### Prompt
Each line of the listing below that includes "impl" should be reported.
────
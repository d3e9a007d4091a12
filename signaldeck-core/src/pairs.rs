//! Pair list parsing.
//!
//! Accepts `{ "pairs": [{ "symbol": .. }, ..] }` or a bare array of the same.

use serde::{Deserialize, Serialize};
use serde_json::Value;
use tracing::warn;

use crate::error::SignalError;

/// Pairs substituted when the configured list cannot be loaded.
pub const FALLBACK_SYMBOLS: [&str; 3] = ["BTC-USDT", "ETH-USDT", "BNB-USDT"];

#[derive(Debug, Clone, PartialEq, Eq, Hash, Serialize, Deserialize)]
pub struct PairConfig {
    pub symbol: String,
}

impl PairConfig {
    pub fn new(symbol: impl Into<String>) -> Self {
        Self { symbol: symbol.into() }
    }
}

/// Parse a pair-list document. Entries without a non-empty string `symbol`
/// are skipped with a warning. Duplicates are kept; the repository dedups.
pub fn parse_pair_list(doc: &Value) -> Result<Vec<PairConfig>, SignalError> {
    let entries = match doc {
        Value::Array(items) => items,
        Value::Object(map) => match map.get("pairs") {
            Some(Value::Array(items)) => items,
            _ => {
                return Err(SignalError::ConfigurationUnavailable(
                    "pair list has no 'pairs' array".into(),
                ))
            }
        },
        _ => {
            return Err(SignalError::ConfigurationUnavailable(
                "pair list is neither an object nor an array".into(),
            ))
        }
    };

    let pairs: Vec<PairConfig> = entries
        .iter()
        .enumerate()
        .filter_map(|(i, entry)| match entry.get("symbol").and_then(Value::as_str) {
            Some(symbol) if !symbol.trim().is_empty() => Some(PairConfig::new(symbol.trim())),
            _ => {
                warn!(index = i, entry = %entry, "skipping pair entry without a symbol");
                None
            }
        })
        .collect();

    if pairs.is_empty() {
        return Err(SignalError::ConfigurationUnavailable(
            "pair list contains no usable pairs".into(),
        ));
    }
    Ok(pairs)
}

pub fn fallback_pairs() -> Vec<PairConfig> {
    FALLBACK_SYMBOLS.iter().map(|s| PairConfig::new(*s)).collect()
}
────
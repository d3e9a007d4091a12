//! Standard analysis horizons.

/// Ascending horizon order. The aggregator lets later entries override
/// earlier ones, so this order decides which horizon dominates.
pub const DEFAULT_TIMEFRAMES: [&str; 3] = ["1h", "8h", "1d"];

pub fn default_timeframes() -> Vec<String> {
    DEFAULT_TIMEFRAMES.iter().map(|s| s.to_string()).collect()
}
────
### Result below
impl PairConfig {
    pub fn new(symbol: impl Into<String>) -> Self {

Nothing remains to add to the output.